Isso também ajuda a reduzir o estigma sobre as pessoas com demência, diz Gibbs. «Sou muito direto quando falo às pessoas que tenho doença de Alzheimer. Há algumas semanas, a minha esposa e eu fomos ao nosso 50.º encontro da faculdade e conversei com os meus colegas sobre isso. Às vezes, acho que hesitamos muito em interagir com as pessoas com demência.»



MAIS CLAREZA SOBRE AS CAUSAS DA DEMÊNCIA

O Dr. Don Weaver acredita que ao longo das últimas duas décadas foi dada pouco atenção às placas de amiloide. «Os novos medicamentos demonstram que o amiloide é importante, mas é apenas uma parte de uma situação mais generalizada.» O seu laboratório está a investigar outro fator: a inflamação no cérebro. «Penso na doença de Alzheimer como uma doença autoimune do cérebro, em que o sistema imunológico é ativado por múltiplos fatores como a poluição do ar, depressão ou infeções», explica. «De repente, temos um sistema imunológico hiperativo numa missão de busca e destruição no cérebro. Ele está a vaguear dentro do crânio e, oops, procura e destrói alguns neurónios, o que causa inflamação.»


Outros investigadores também estão a fazer pesquisas em diferentes direções: o mau funcionamento das mitocôndrias do cérebro, que produzem energia para as células; distorção dos lipídios do cérebro ou danos nas membranas celulares doentes, o que pode matar a célula. Os tratamentos a serem testados para outras possíveis causas de demência incluem terapia com células estaminais e estimulação magnética transcraniana.

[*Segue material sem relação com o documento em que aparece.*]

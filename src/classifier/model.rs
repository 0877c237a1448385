//! Persisted classifier artifact: feature scaler plus logistic regression.
//!
//! The artifact is JSON so it can be inspected and diffed. Its fingerprint is
//! the SHA-256 of the numeric payload, independent of formatting.

use crate::core::{FEATURE_COUNT, FEATURE_NAMES};
use crate::error::{PhishGuardError, Result};
use serde::{Deserialize, Serialize};
use sha2::{Digest, Sha256};
use std::fs::File;
use std::io::{BufReader, BufWriter, Write};
use std::path::Path;

/// Current artifact format.
pub const FORMAT_VERSION: u32 = 1;

/// Where a model came from.
#[derive(Debug, Clone, Copy, PartialEq, Eq, Serialize, Deserialize)]
#[serde(rename_all = "lowercase")]
pub enum ModelSource {
    /// Trained at startup on the built-in corpus.
    Bootstrap,
    /// Trained on caller-supplied labeled URLs.
    Trained,
}

/// Per-feature standardization `(x - mean) / scale`.
#[derive(Debug, Clone, PartialEq, Serialize, Deserialize)]
pub struct StandardScaler {
    pub mean: Vec<f64>,
    pub scale: Vec<f64>,
}

impl StandardScaler {
    /// Fit on rows of equal width. Zero-variance columns get scale 1.0.
    pub fn fit(rows: &[Vec<f64>]) -> Self {
        let width = rows.first().map_or(0, Vec::len);
        let n = rows.len().max(1) as f64;
        let mut mean = vec![0.0; width];
        for row in rows {
            for (m, v) in mean.iter_mut().zip(row) {
                *m += v;
            }
        }
        mean.iter_mut().for_each(|m| *m /= n);

        let mut var = vec![0.0; width];
        for row in rows {
            for ((s, v), m) in var.iter_mut().zip(row).zip(&mean) {
                *s += (v - m).powi(2);
            }
        }
        let scale = var
            .into_iter()
            .map(|s| {
                let sd = (s / n).sqrt();
                if sd > f64::EPSILON {
                    sd
                } else {
                    1.0
                }
            })
            .collect();
        Self { mean, scale }
    }

    pub fn transform(&self, row: &[f64]) -> Vec<f64> {
        row.iter()
            .zip(self.mean.iter().zip(&self.scale))
            .map(|(v, (m, s))| (v - m) / s)
            .collect()
    }
}

/// Numerically stable logistic function.
pub fn sigmoid(z: f64) -> f64 {
    if z >= 0.0 {
        1.0 / (1.0 + (-z).exp())
    } else {
        let e = z.exp();
        e / (1.0 + e)
    }
}

/// Trained logistic-regression artifact.
#[derive(Debug, Clone, PartialEq, Serialize, Deserialize)]
pub struct ClassifierModel {
    pub format_version: u32,
    pub source: ModelSource,
    pub feature_names: Vec<String>,
    pub scaler: StandardScaler,
    pub weights: Vec<f64>,
    pub bias: f64,
    /// Number of training rows.
    pub samples: usize,
}

#[derive(Serialize)]
struct FingerprintView<'a> {
    feature_names: &'a [String],
    scaler: &'a StandardScaler,
    weights: &'a [f64],
    bias: f64,
}

impl ClassifierModel {
    pub fn new(
        source: ModelSource,
        scaler: StandardScaler,
        weights: Vec<f64>,
        bias: f64,
        samples: usize,
    ) -> Result<Self> {
        let model = Self {
            format_version: FORMAT_VERSION,
            source,
            feature_names: FEATURE_NAMES.iter().map(|s| s.to_string()).collect(),
            scaler,
            weights,
            bias,
            samples,
        };
        model.validate()?;
        Ok(model)
    }

    /// Check the artifact against the current feature projection.
    pub fn validate(&self) -> Result<()> {
        if self.format_version != FORMAT_VERSION {
            return Err(PhishGuardError::ModelArtifact(format!(
                "unsupported format version {} (expected {FORMAT_VERSION})",
                self.format_version
            )));
        }
        for found in [
            self.feature_names.len(),
            self.scaler.mean.len(),
            self.scaler.scale.len(),
            self.weights.len(),
        ] {
            if found != FEATURE_COUNT {
                return Err(PhishGuardError::ModelShape {
                    expected: FEATURE_COUNT,
                    found,
                });
            }
        }
        if let Some((i, _)) = self
            .feature_names
            .iter()
            .zip(FEATURE_NAMES)
            .enumerate()
            .find(|(_, (have, want))| have.as_str() != *want)
        {
            return Err(PhishGuardError::ModelArtifact(format!(
                "feature {i} is '{}', expected '{}'",
                self.feature_names[i], FEATURE_NAMES[i]
            )));
        }
        let numbers = self
            .weights
            .iter()
            .chain(&self.scaler.mean)
            .chain(&self.scaler.scale)
            .chain(std::iter::once(&self.bias));
        if numbers.clone().any(|v| !v.is_finite()) || self.scaler.scale.iter().any(|s| *s == 0.0) {
            return Err(PhishGuardError::ModelArtifact(
                "non-finite parameter or zero scale".into(),
            ));
        }
        Ok(())
    }

    /// Phishing-class probability for one numeric vector.
    pub fn predict_proba(&self, vector: &[f64; FEATURE_COUNT]) -> f64 {
        let scaled = self.scaler.transform(vector);
        let z = scaled
            .iter()
            .zip(&self.weights)
            .map(|(x, w)| x * w)
            .sum::<f64>()
            + self.bias;
        sigmoid(z)
    }

    /// SHA-256 over the numeric payload, hex encoded.
    pub fn fingerprint(&self) -> String {
        let view = FingerprintView {
            feature_names: &self.feature_names,
            scaler: &self.scaler,
            weights: &self.weights,
            bias: self.bias,
        };
        // Serializing plain vectors and floats cannot fail
        let bytes = serde_json::to_vec(&view).unwrap_or_default();
        hex::encode(Sha256::digest(&bytes))
    }

    pub fn save<P: AsRef<Path>>(&self, path: P) -> Result<()> {
        let mut writer = BufWriter::new(File::create(path)?);
        serde_json::to_writer_pretty(&mut writer, self)?;
        writer.flush()?;
        Ok(())
    }

    pub fn load<P: AsRef<Path>>(path: P) -> Result<Self> {
        let path = path.as_ref();
        let file = File::open(path).map_err(|e| {
            PhishGuardError::ModelArtifact(format!("{}: {e}", path.display()))
        })?;
        let model: ClassifierModel = serde_json::from_reader(BufReader::new(file))
            .map_err(|e| PhishGuardError::ModelArtifact(format!("{}: {e}", path.display())))?;
        model.validate()?;
        Ok(model)
    }
}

O Dr. Weaver nunca irá esquecer um dos seus primeiros encontros com um paciente com demência, um veterano da guerra. «O pobre homem estava tão confuso que se escondia debaixo da cama no hospital», lembra o especialista. «Estava a reviver as experiências da guerra. Ajoelhei-me e olhei-o nos olhos. Foi de partir o coração. Pensei: “Temos que fazer alguma coisa por estas pessoas.”» Deste então, depois de décadas frustrantes a dar a milhares de pacientes a notícia de que têm demência, está mais determinado do que nunca a finalmente conseguir dizer-lhes: «Tenho uma coisa que pode ajudá-lo.»